Required work: Search the material below for lines containing the string "await", and copy every one you find.

Data shown:

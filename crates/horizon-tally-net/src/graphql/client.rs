//! GraphQL client implementation.

use std::sync::Arc;
use std::time::Duration;

use horizon_tally_core::logging::{span_names, targets};
use serde::de::DeserializeOwned;
use tracing::Instrument;

use super::request::GraphQLRequest;
use super::response::GraphQLResponse;
use crate::error::{NetworkError, Result};
use crate::http::HttpClient;
use crate::mutation::Mutation;

/// Builder for creating a GraphQL client.
pub struct GraphQLClientBuilder {
    url: String,
    http_client: Option<HttpClient>,
    default_headers: Vec<(String, String)>,
    bearer_token: Option<String>,
    request_timeout: Option<Duration>,
}

impl GraphQLClientBuilder {
    /// Create a new builder with the specified GraphQL endpoint URL.
    pub fn new(url: impl Into<String>) -> Self {
        Self {
            url: url.into(),
            http_client: None,
            default_headers: Vec::new(),
            bearer_token: None,
            request_timeout: None,
        }
    }

    /// Use an existing HTTP client.
    pub fn http_client(mut self, client: HttpClient) -> Self {
        self.http_client = Some(client);
        self
    }

    /// Add a default header to all requests.
    pub fn header(mut self, name: impl Into<String>, value: impl Into<String>) -> Self {
        self.default_headers.push((name.into(), value.into()));
        self
    }

    /// Add multiple headers.
    pub fn headers(mut self, headers: impl IntoIterator<Item = (String, String)>) -> Self {
        self.default_headers.extend(headers);
        self
    }

    /// Authenticate with an API key, sent as `x-api-key`.
    pub fn api_key(self, key: impl Into<String>) -> Self {
        self.header("x-api-key", key)
    }

    /// Set bearer token authentication.
    pub fn bearer_auth(mut self, token: impl Into<String>) -> Self {
        self.bearer_token = Some(token.into());
        self
    }

    /// Set the request timeout for HTTP operations.
    ///
    /// Ignored when an existing HTTP client is supplied.
    pub fn request_timeout(mut self, timeout: Duration) -> Self {
        self.request_timeout = Some(timeout);
        self
    }

    /// Build the GraphQL client.
    ///
    /// Fails if the endpoint is not a valid URL or a header is invalid.
    pub fn build(self) -> Result<GraphQLClient> {
        url::Url::parse(&self.url)?;

        let mut headers = http::HeaderMap::new();
        for (name, value) in &self.default_headers {
            headers.insert(
                http::HeaderName::from_bytes(name.as_bytes())?,
                http::HeaderValue::from_str(value)?,
            );
        }

        let http_client = match self.http_client {
            Some(client) => client,
            None => {
                let mut builder = HttpClient::builder();
                if let Some(timeout) = self.request_timeout {
                    builder = builder.timeout(timeout);
                }
                builder.build()?
            }
        };

        Ok(GraphQLClient {
            inner: Arc::new(GraphQLClientInner {
                http_client,
                url: self.url,
                headers,
                bearer_token: self.bearer_token,
            }),
        })
    }
}

struct GraphQLClientInner {
    http_client: HttpClient,
    url: String,
    headers: http::HeaderMap,
    bearer_token: Option<String>,
}

/// A GraphQL client for queries and mutations over HTTP POST.
///
/// Cheaply cloneable; clones share the HTTP connection pool.
///
/// # Example
///
/// ```ignore
/// use horizon_tally_net::graphql::{GraphQLClient, GraphQLRequest};
///
/// let client = GraphQLClient::builder("https://api.example.com/graphql")
///     .api_key("da2-...")
///     .build()?;
///
/// let request = GraphQLRequest::query("query { listProjectsProxy { items { projectId } } }");
/// let response = client.execute(request).await?;
/// ```
#[derive(Clone)]
pub struct GraphQLClient {
    inner: Arc<GraphQLClientInner>,
}

impl GraphQLClient {
    /// Create a new builder for configuring a GraphQL client.
    pub fn builder(url: impl Into<String>) -> GraphQLClientBuilder {
        GraphQLClientBuilder::new(url)
    }

    /// Get the HTTP endpoint URL.
    pub fn url(&self) -> &str {
        &self.inner.url
    }

    /// Execute a GraphQL operation.
    ///
    /// Non-2xx responses become [`NetworkError::HttpStatus`]. GraphQL
    /// errors in a 2xx response are returned inside the response for the
    /// caller to inspect.
    pub async fn execute(&self, request: GraphQLRequest) -> Result<GraphQLResponse> {
        let span = tracing::debug_span!(
            target: targets::GRAPHQL,
            span_names::GRAPHQL,
            operation = request.operation_name.as_deref().unwrap_or("anonymous")
        );
        self.send(request).instrument(span).await
    }

    async fn send(&self, request: GraphQLRequest) -> Result<GraphQLResponse> {
        let mut req = self
            .inner
            .http_client
            .post(&self.inner.url)
            .header("Accept", "application/json")
            .headers(self.inner.headers.clone())
            .json(&request);
        if let Some(token) = &self.inner.bearer_token {
            req = req.bearer_auth(token);
        }

        let response = req.send().await?.error_for_status_with_body().await?;
        let request_id = response.request_id().map(str::to_owned);
        let response: GraphQLResponse = response.json().await?;

        if response.has_errors() {
            tracing::debug!(
                target: targets::GRAPHQL,
                request_id,
                errors = response.errors.len(),
                error_type = response.first_error().and_then(|e| e.error_type()),
                "operation returned errors"
            );
        }
        Ok(response)
    }

    /// Send a mutation and decode its result field.
    ///
    /// GraphQL errors become [`NetworkError::GraphQL`]; a `null` result is
    /// [`NetworkError::NoData`].
    pub async fn mutate<T: DeserializeOwned>(&self, mutation: &Mutation) -> Result<T> {
        let response = self.execute(mutation.to_request()).await?;
        let result = response.field(mutation.field());
        if result.is_ok() {
            tracing::debug!(
                target: targets::GRAPHQL,
                field = mutation.field(),
                "mutation applied"
            );
        }
        result
    }
}

impl std::fmt::Debug for GraphQLClient {
    fn fmt(&self, f: &mut std::fmt::Formatter<'_>) -> std::fmt::Result {
        f.debug_struct("GraphQLClient")
            .field("url", &self.inner.url)
            .finish_non_exhaustive()
    }
}
//! Error types for the networking module.

use std::fmt;

use horizon_tally_core::{FetchError, FetchErrorKind};

/// Network-specific errors.
#[derive(Debug, Clone, PartialEq, Eq)]
pub enum NetworkError {
    /// HTTP request failed.
    Request(String),
    /// Invalid URL provided.
    InvalidUrl(String),
    /// Request timed out.
    Timeout,
    /// Connection refused or failed.
    Connection(String),
    /// Invalid header name or value.
    InvalidHeader(String),
    /// JSON serialization/deserialization error.
    Json(String),
    /// I/O error.
    Io(String),
    /// Invalid response body.
    InvalidBody(String),
    /// HTTP error status (4xx or 5xx).
    HttpStatus {
        /// The HTTP status code.
        status: u16,
        /// Optional error message from the response body.
        message: Option<String>,
    },
    /// Redirect limit exceeded.
    TooManyRedirects,
    /// The GraphQL response carried execution errors.
    GraphQL {
        /// All error messages, joined.
        message: String,
        /// `errorType` of the first error, if the server set one.
        error_type: Option<String>,
    },
    /// The operation succeeded but returned no data for the field.
    NoData {
        /// The response field that was missing or null.
        field: String,
    },
}

impl fmt::Display for NetworkError {
    fn fmt(&self, f: &mut fmt::Formatter<'_>) -> fmt::Result {
        match self {
            Self::Request(msg) => write!(f, "HTTP request error: {msg}"),
            Self::InvalidUrl(msg) => write!(f, "Invalid URL: {msg}"),
            Self::Timeout => write!(f, "Request timed out"),
            Self::Connection(msg) => write!(f, "Connection error: {msg}"),
            Self::InvalidHeader(msg) => write!(f, "Invalid header: {msg}"),
            Self::Json(msg) => write!(f, "JSON error: {msg}"),
            Self::Io(msg) => write!(f, "I/O error: {msg}"),
            Self::InvalidBody(msg) => write!(f, "Invalid response body: {msg}"),
            Self::HttpStatus { status, message } => {
                if let Some(msg) = message
                    && !msg.is_empty()
                {
                    write!(f, "HTTP {status}: {msg}")
                } else {
                    write!(f, "HTTP {status}")
                }
            }
            Self::TooManyRedirects => write!(f, "Too many redirects"),
            Self::GraphQL {
                message,
                error_type: Some(error_type),
            } => write!(f, "GraphQL error ({error_type}): {message}"),
            Self::GraphQL { message, .. } => write!(f, "GraphQL error: {message}"),
            Self::NoData { field } => write!(f, "No data returned for '{field}'"),
        }
    }
}

impl std::error::Error for NetworkError {}

impl NetworkError {
    /// Returns true if the server rejected the caller's identity.
    ///
    /// Covers HTTP 401/403 and GraphQL errors typed or worded as an
    /// authorization failure (`Unauthorized`, `UnauthorizedException`).
    pub fn is_unauthorized(&self) -> bool {
        match self {
            Self::HttpStatus { status, .. } => matches!(status, 401 | 403),
            Self::GraphQL {
                message,
                error_type,
            } => {
                error_type
                    .as_deref()
                    .is_some_and(|t| t.starts_with("Unauthorized"))
                    || message.contains("Unauthorized")
            }
            _ => false,
        }
    }

    /// The [`FetchErrorKind`] this failure presents as.
    pub fn fetch_error_kind(&self) -> FetchErrorKind {
        if self.is_unauthorized() {
            return FetchErrorKind::Auth;
        }
        match self {
            Self::Request(_)
            | Self::Timeout
            | Self::Connection(_)
            | Self::Io(_)
            | Self::TooManyRedirects => FetchErrorKind::Network,
            Self::HttpStatus { status, .. } if *status >= 500 => FetchErrorKind::Server,
            Self::GraphQL { .. } => FetchErrorKind::Server,
            Self::HttpStatus { .. }
            | Self::InvalidUrl(_)
            | Self::InvalidHeader(_)
            | Self::Json(_)
            | Self::InvalidBody(_)
            | Self::NoData { .. } => FetchErrorKind::Validation,
        }
    }

    /// Classifies this failure as a [`FetchError`] for the collection layer.
    pub fn into_fetch_error(self) -> FetchError {
        FetchError::new(self.fetch_error_kind(), self.to_string())
    }
}

impl From<NetworkError> for FetchError {
    fn from(err: NetworkError) -> Self {
        err.into_fetch_error()
    }
}

impl From<reqwest::Error> for NetworkError {
    fn from(err: reqwest::Error) -> Self {
        if err.is_timeout() {
            Self::Timeout
        } else if err.is_connect() {
            Self::Connection(err.to_string())
        } else if err.is_redirect() {
            Self::TooManyRedirects
        } else if err.is_decode() {
            Self::Json(err.to_string())
        } else {
            Self::Request(err.to_string())
        }
    }
}

impl From<url::ParseError> for NetworkError {
    fn from(err: url::ParseError) -> Self {
        Self::InvalidUrl(err.to_string())
    }
}

impl From<serde_json::Error> for NetworkError {
    fn from(err: serde_json::Error) -> Self {
        Self::Json(err.to_string())
    }
}

impl From<std::io::Error> for NetworkError {
    fn from(err: std::io::Error) -> Self {
        Self::Io(err.to_string())
    }
}

impl From<http::header::InvalidHeaderName> for NetworkError {
    fn from(err: http::header::InvalidHeaderName) -> Self {
        Self::InvalidHeader(err.to_string())
    }
}

impl From<http::header::InvalidHeaderValue> for NetworkError {
    fn from(err: http::header::InvalidHeaderValue) -> Self {
        Self::InvalidHeader(err.to_string())
    }
}

/// A specialized Result type for network operations.
pub type Result<T> = std::result::Result<T, NetworkError>;
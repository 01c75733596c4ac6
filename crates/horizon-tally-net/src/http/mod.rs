//! HTTP client for Horizon Tally.
//!
//! A thin layer over `reqwest` that the GraphQL client sends its
//! operations through: a cheaply cloneable [`HttpClient`], a request
//! builder and a response wrapper that maps failures onto
//! [`NetworkError`](crate::NetworkError).
//!
//! # Example
//!
//! ```ignore
//! use horizon_tally_net::http::HttpClient;
//!
//! let client = HttpClient::builder()
//!     .timeout(Duration::from_secs(10))
//!     .build()?;
//!
//! let response = client
//!     .post("https://api.example.com/graphql")
//!     .json(&serde_json::json!({ "query": "{ __typename }" }))
//!     .send()
//!     .await?;
//! println!("Status: {}", response.status());
//! ```

mod client;
mod request;
mod response;

pub use client::{
    HttpClient, HttpClientBuilder, HttpClientConfig, DEFAULT_CONNECT_TIMEOUT, DEFAULT_TIMEOUT,
};
pub use request::{HttpMethod, HttpRequestBuilder, RequestBody};
pub use response::HttpResponse;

Answer space:
/// let response = client.execute(request).await?;
        self.send(request).instrument(span).await
        let response = req.send().await?.error_for_status_with_body().await?;
        let response: GraphQLResponse = response.json().await?;
        let response = self.execute(mutation.to_request()).await?;
//!     .await?;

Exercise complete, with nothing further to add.